What is expected:
Please filter the listing below and copy out the lines that hold "inside".

Entries shown:
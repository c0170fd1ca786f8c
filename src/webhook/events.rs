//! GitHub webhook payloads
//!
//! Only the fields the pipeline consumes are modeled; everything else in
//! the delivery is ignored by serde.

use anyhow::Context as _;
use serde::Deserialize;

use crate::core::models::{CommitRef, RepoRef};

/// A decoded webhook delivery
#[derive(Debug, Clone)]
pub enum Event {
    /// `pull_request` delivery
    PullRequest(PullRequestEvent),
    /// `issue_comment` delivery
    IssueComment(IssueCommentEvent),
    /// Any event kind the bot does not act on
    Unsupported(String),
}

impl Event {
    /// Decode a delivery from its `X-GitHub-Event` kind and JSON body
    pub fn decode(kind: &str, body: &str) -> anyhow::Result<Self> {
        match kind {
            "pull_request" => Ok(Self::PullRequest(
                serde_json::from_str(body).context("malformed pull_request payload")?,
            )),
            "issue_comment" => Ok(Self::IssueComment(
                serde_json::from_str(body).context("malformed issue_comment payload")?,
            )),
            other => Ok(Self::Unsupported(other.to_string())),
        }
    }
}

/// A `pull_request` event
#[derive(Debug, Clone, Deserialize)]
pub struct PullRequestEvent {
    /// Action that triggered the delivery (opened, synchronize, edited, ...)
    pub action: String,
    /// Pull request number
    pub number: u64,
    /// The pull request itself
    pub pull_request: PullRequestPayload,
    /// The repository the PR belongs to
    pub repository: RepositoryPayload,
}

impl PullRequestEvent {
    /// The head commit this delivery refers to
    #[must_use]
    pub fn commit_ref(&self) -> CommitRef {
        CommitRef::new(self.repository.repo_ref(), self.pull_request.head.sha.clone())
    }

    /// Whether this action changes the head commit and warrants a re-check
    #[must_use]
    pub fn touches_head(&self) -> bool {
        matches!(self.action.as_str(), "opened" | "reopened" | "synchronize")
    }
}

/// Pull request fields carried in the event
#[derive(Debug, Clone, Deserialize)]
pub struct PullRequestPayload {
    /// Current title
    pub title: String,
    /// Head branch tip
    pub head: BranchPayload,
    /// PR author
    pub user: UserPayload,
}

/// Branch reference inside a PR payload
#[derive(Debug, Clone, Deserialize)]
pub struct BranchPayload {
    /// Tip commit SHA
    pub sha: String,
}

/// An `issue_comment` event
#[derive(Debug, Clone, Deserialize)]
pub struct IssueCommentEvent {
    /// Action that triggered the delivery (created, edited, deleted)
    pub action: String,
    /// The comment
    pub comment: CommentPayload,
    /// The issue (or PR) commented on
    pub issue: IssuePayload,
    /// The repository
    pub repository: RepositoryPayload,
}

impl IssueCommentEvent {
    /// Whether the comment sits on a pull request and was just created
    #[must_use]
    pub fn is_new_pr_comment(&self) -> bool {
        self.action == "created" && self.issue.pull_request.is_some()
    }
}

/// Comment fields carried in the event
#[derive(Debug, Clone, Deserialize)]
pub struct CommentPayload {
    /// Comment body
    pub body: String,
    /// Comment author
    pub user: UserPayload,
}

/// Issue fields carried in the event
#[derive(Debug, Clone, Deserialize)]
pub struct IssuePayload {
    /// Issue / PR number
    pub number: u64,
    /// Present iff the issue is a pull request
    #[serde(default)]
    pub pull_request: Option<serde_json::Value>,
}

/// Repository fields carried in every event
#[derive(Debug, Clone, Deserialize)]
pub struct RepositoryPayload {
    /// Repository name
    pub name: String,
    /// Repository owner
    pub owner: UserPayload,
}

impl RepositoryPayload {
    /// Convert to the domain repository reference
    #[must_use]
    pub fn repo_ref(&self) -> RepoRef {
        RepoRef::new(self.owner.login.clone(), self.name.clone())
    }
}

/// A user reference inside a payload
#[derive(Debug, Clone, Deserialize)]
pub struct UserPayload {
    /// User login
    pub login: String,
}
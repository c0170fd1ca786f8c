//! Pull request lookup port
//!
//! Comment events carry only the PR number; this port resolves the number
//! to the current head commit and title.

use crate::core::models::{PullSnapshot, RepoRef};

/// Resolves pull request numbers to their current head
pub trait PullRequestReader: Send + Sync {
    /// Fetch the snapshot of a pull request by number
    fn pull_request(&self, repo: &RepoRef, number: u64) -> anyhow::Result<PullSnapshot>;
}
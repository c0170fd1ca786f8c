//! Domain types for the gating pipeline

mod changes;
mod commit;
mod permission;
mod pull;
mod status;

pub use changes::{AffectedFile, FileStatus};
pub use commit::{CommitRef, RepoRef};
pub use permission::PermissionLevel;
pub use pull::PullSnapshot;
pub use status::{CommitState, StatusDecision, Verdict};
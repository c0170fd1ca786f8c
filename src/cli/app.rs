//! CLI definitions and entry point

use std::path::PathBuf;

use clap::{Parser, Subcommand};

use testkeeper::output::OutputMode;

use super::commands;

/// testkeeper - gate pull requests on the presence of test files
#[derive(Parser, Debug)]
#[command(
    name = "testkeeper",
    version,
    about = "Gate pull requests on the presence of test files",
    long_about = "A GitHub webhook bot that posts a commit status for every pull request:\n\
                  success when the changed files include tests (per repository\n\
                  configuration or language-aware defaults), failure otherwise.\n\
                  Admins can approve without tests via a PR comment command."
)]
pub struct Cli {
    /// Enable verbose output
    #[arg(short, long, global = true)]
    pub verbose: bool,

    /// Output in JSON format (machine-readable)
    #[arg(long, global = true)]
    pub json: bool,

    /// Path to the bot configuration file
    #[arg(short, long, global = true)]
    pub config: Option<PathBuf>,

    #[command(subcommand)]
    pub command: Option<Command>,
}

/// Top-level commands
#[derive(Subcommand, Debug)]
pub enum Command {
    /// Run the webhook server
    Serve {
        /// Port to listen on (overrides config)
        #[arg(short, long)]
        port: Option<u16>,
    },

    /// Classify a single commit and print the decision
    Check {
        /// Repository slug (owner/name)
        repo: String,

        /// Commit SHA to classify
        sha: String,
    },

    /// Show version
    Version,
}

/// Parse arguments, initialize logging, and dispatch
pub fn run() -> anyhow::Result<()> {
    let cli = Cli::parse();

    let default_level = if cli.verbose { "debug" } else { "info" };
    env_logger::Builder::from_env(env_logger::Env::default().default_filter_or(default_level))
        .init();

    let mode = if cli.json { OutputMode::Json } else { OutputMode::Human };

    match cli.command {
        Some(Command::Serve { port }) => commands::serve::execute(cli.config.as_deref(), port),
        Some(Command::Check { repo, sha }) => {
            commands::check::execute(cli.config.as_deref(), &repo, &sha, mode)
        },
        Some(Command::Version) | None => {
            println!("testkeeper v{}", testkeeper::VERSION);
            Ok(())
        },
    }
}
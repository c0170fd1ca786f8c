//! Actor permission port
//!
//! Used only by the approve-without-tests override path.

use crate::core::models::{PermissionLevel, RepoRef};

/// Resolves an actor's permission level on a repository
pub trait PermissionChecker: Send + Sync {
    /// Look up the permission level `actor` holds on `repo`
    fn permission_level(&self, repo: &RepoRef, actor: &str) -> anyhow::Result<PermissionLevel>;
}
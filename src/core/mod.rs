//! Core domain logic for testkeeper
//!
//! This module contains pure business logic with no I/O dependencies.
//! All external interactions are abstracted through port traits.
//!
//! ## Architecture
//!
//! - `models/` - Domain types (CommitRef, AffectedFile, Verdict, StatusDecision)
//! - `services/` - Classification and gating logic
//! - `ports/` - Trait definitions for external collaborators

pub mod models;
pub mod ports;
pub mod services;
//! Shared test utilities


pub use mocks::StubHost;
==
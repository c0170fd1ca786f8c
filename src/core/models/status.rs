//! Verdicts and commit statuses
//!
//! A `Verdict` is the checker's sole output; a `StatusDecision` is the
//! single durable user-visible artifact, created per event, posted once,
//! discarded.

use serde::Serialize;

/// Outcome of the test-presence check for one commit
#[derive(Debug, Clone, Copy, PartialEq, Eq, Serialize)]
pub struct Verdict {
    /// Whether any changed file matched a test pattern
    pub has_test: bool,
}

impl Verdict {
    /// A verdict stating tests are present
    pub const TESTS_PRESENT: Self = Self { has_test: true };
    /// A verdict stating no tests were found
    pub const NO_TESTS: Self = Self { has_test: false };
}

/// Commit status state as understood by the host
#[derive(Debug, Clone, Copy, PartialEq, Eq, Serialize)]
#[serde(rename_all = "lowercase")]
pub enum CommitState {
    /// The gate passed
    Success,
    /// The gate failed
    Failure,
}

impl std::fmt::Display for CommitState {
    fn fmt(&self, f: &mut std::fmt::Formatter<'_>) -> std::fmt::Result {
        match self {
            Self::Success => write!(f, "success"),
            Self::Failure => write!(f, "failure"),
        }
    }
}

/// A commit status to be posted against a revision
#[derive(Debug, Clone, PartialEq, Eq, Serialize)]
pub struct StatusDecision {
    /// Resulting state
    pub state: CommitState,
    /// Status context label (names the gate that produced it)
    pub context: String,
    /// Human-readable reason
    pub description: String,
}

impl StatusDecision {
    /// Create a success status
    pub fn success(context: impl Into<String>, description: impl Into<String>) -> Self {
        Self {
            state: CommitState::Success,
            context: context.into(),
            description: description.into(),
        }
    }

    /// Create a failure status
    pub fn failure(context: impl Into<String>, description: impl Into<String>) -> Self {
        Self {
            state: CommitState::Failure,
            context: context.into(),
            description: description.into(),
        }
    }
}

Exercise answer:
/// Branch reference inside a PR payload
/// A user reference inside a payload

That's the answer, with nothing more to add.